Pick each line containing the word "anyhow" out of the data below.

**** Source material ****

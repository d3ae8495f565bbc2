//! Exact pseudo-polynomial dynamic programming over a dense
//! `(n + 1) x (capacity + 1)` table.

use anyhow::{anyhow, Result};
use knap_challenges::knapsack::*;
use std::mem::size_of;

type Cell = u64;

/// Number of bytes the table of an instance with `num_items` items and the
/// given `capacity` occupies, or `None` if that does not fit in a `u128`.
pub fn table_bytes(num_items: usize, capacity: u32) -> Option<u128> {
    (num_items as u128 + 1)
        .checked_mul(capacity as u128 + 1)?
        .checked_mul(size_of::<Cell>() as u128)
}

pub fn solve_challenge(challenge: &Challenge) -> Result<KnapsackResult> {
    let weights = challenge.weights();
    let values = challenge.values();
    let num_items = challenge.num_items();
    let capacity = challenge.capacity() as usize;

    let table = Table::build(weights, values, capacity)?;
    let max_value = table.get(num_items, capacity);

    let mut items = Vec::new();
    let mut c = capacity;
    for i in (1..=num_items).rev() {
        if table.get(i, c) != table.get(i - 1, c) {
            items.push(i - 1);
            c -= weights[i - 1] as usize;
        }
    }
    items.reverse();

    log::debug!(
        "dynamic: {} items, capacity {}, best value {}",
        num_items,
        capacity,
        max_value
    );
    Ok(KnapsackResult::new(max_value, items))
}

/// Row-major table: cell `(i, c)` is the best value reachable with the first
/// `i` items and capacity `c`.
struct Table {
    cells: Vec<Cell>,
    width: usize,
}

impl Table {
    fn build(weights: &[u32], values: &[u32], capacity: usize) -> Result<Self> {
        let width = capacity
            .checked_add(1)
            .ok_or_else(|| anyhow!("Capacity ({}) is too large", capacity))?;
        let len = (weights.len() + 1)
            .checked_mul(width)
            .ok_or_else(|| {
                anyhow!(
                    "Table of {} x {} cells does not fit in memory",
                    weights.len() + 1,
                    width
                )
            })?;

        let mut cells: Vec<Cell> = Vec::new();
        cells.try_reserve_exact(len).map_err(|e| {
            anyhow!(
                "Failed to allocate table of {} x {} cells: {}",
                weights.len() + 1,
                width,
                e
            )
        })?;
        cells.resize(len, 0);
        log::trace!("dynamic: allocated {} x {} table", weights.len() + 1, width);

        for (i, (&w, &v)) in weights.iter().zip(values).enumerate() {
            let w = w as usize;
            let v = v as Cell;
            let (done, rest) = cells.split_at_mut((i + 1) * width);
            let prev = &done[i * width..];
            let row = &mut rest[..width];
            for c in 0..width {
                row[c] = if w <= c {
                    prev[c].max(prev[c - w] + v)
                } else {
                    prev[c]
                };
            }
        }

        Ok(Self { cells, width })
    }

    fn get(&self, row: usize, column: usize) -> Cell {
        self.cells[row * self.width + column]
    }
}
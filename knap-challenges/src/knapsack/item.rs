use serde::{Deserialize, Serialize};
use std::{cmp::Ordering, fmt};

/// One candidate item: its weight, its value and the position it had in the
/// input arrays.
#[derive(Serialize, Deserialize, Debug, Clone, Copy, PartialEq, Eq)]
pub struct Item {
    pub weight: u32,
    pub value: u32,
    pub index: usize,
}

impl Item {
    pub fn new(weight: u32, value: u32, index: usize) -> Self {
        Self {
            weight,
            value,
            index,
        }
    }

    pub fn ratio(&self) -> f64 {
        self.value as f64 / self.weight as f64
    }
}

impl fmt::Display for Item {
    fn fmt(&self, f: &mut fmt::Formatter<'_>) -> fmt::Result {
        write!(
            f,
            "Item[index={}, weight={}, value={}, ratio={:.2}]",
            self.index,
            self.weight,
            self.value,
            self.ratio()
        )
    }
}

/// Orders items by value/weight ratio, best ratio first.
///
/// The ratios are compared by cross multiplication so that two items with the
/// same ratio always compare `Equal`, whatever their magnitude.
pub fn by_ratio_desc(a: &Item, b: &Item) -> Ordering {
    let lhs = b.value as u64 * a.weight as u64;
    let rhs = a.value as u64 * b.weight as u64;
    lhs.cmp(&rhs)
}

/// Builds the items of `weights`/`values` and sorts them with [`by_ratio_desc`].
///
/// The sort is stable: items with equal ratios keep their original order.
pub fn sorted_by_ratio(weights: &[u32], values: &[u32]) -> Vec<Item> {
    let mut items: Vec<Item> = weights
        .iter()
        .zip(values)
        .enumerate()
        .map(|(i, (&weight, &value))| Item::new(weight, value, i))
        .collect();
    items.sort_by(by_ratio_desc);
    items
}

****

- [Result of this task]
use anyhow::{anyhow, Result};
            .ok_or_else(|| anyhow!("Capacity ({}) is too large", capacity))?;
                anyhow!(
            anyhow!(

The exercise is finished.